--- What the task requires ---
Repeat the entries that follow, exactly as they are written.

Collected data entries:
╔══

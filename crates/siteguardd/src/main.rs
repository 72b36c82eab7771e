//! siteguardd - The siteguard background service
//!
//! This is the main entry point for the siteguardd service.
//! It wires together all the components:
//! - Configuration loading
//! - Store initialization and install-time defaults
//! - Core engine (tracker, ledger, resolver)
//! - Tab registry fed by the browser bridge
//! - IPC server and the block executor on top of it

mod executor;

use anyhow::{Context, Result};
use chrono::{DateTime, Local};
use clap::Parser;
use siteguard_api::{
    ClientRole, Command, ErrorCode, ErrorInfo, Event, EventPayload, HealthStatus, Response,
    ResponsePayload,
};
use siteguard_config::{Policy, load_config};
use siteguard_core::{CoreEngine, CoreEvent, EngineError, EngineSettings};
use siteguard_host_api::{BlockExecutor, TabRegistry};
use siteguard_ipc::{IpcServer, ServerMessage};
use siteguard_store::{AuditEvent, AuditEventType, SqliteStore, Store};
use siteguard_util::{ClientId, default_config_path, next_rollover};
use std::path::{Path, PathBuf};
use std::sync::Arc;
use std::time::Duration;
use tokio::signal::unix::{SignalKind, signal};
use tokio::time::{Instant, MissedTickBehavior};
use tracing::{debug, error, info, warn};
use tracing_subscriber::EnvFilter;

use crate::executor::{IpcBlockExecutor, dispatch_events};

/// siteguardd - Time-based website access policy service
#[derive(Parser, Debug)]
#[command(name = "siteguardd")]
#[command(about = "Time-based website access policy service", long_about = None)]
struct Args {
    /// Configuration file path (default: ~/.config/siteguard/config.toml)
    #[arg(short, long, default_value_os_t = default_config_path())]
    config: PathBuf,

    /// Socket path override (or set SITEGUARD_SOCKET env var)
    #[arg(short, long, env = "SITEGUARD_SOCKET")]
    socket: Option<PathBuf>,

    /// Data directory override (or set SITEGUARD_DATA_DIR env var)
    #[arg(short, long, env = "SITEGUARD_DATA_DIR")]
    data_dir: Option<PathBuf>,

    /// Log level
    #[arg(short, long, default_value = "info")]
    log_level: String,
}

/// Main service state. The run loop is the only owner of the engine.
struct Service {
    engine: CoreEngine,
    tabs: TabRegistry,
    ipc: Arc<IpcServer>,
    executor: Arc<dyn BlockExecutor>,
    store: Arc<dyn Store>,
    tick_interval: Duration,
    rollover_buffer: Duration,
    block_page_url: Option<String>,
}

fn load_policy(path: &Path) -> Result<Policy> {
    if !path.exists() {
        info!(config_path = %path.display(), "No config file, using built-in defaults");
        return Ok(Policy::default());
    }

    load_config(path).with_context(|| format!("Failed to load config from {:?}", path))
}

/// Tokio deadline for a wall-clock instant
fn deadline_for(target: DateTime<Local>, now: DateTime<Local>) -> Instant {
    Instant::now() + (target - now).to_std().unwrap_or(Duration::ZERO)
}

╚══

--- Response area ---
filename crates/siteguardd/src/main.rs
repository 72b36c82eab7771e
//! siteguardd - The siteguard background service
//!
//! This is the main entry point for the siteguardd service.
//! It wires together all the components:
//! - Configuration loading
//! - Store initialization and install-time defaults
//! - Core engine (tracker, ledger, resolver)
//! - Tab registry fed by the browser bridge
//! - IPC server and the block executor on top of it

mod executor;

use anyhow::{Context, Result};
use chrono::{DateTime, Local};
use clap::Parser;
use siteguard_api::{
    ClientRole, Command, ErrorCode, ErrorInfo, Event, EventPayload, HealthStatus, Response,
    ResponsePayload,
};
use siteguard_config::{Policy, load_config};
use siteguard_core::{CoreEngine, CoreEvent, EngineError, EngineSettings};
use siteguard_host_api::{BlockExecutor, TabRegistry};
use siteguard_ipc::{IpcServer, ServerMessage};
use siteguard_store::{AuditEvent, AuditEventType, SqliteStore, Store};
use siteguard_util::{ClientId, default_config_path, next_rollover};
use std::path::{Path, PathBuf};
use std::sync::Arc;
use std::time::Duration;
use tokio::signal::unix::{SignalKind, signal};
use tokio::time::{Instant, MissedTickBehavior};
use tracing::{debug, error, info, warn};
use tracing_subscriber::EnvFilter;

use crate::executor::{IpcBlockExecutor, dispatch_events};

/// siteguardd - Time-based website access policy service
#[derive(Parser, Debug)]
#[command(name = "siteguardd")]
#[command(about = "Time-based website access policy service", long_about = None)]
struct Args {
    /// Configuration file path (default: ~/.config/siteguard/config.toml)
    #[arg(short, long, default_value_os_t = default_config_path())]
    config: PathBuf,

    /// Socket path override (or set SITEGUARD_SOCKET env var)
    #[arg(short, long, env = "SITEGUARD_SOCKET")]
    socket: Option<PathBuf>,

    /// Data directory override (or set SITEGUARD_DATA_DIR env var)
    #[arg(short, long, env = "SITEGUARD_DATA_DIR")]
    data_dir: Option<PathBuf>,

    /// Log level
    #[arg(short, long, default_value = "info")]
    log_level: String,
}

/// Main service state. The run loop is the only owner of the engine.
struct Service {
    engine: CoreEngine,
    tabs: TabRegistry,
    ipc: Arc<IpcServer>,
    executor: Arc<dyn BlockExecutor>,
    store: Arc<dyn Store>,
    tick_interval: Duration,
    rollover_buffer: Duration,
    block_page_url: Option<String>,
}

fn load_policy(path: &Path) -> Result<Policy> {
    if !path.exists() {
        info!(config_path = %path.display(), "No config file, using built-in defaults");
        return Ok(Policy::default());
    }

    load_config(path).with_context(|| format!("Failed to load config from {:?}", path))
}

/// Tokio deadline for a wall-clock instant
fn deadline_for(target: DateTime<Local>, now: DateTime<Local>) -> Instant {
    Instant::now() + (target - now).to_std().unwrap_or(Duration::ZERO)
}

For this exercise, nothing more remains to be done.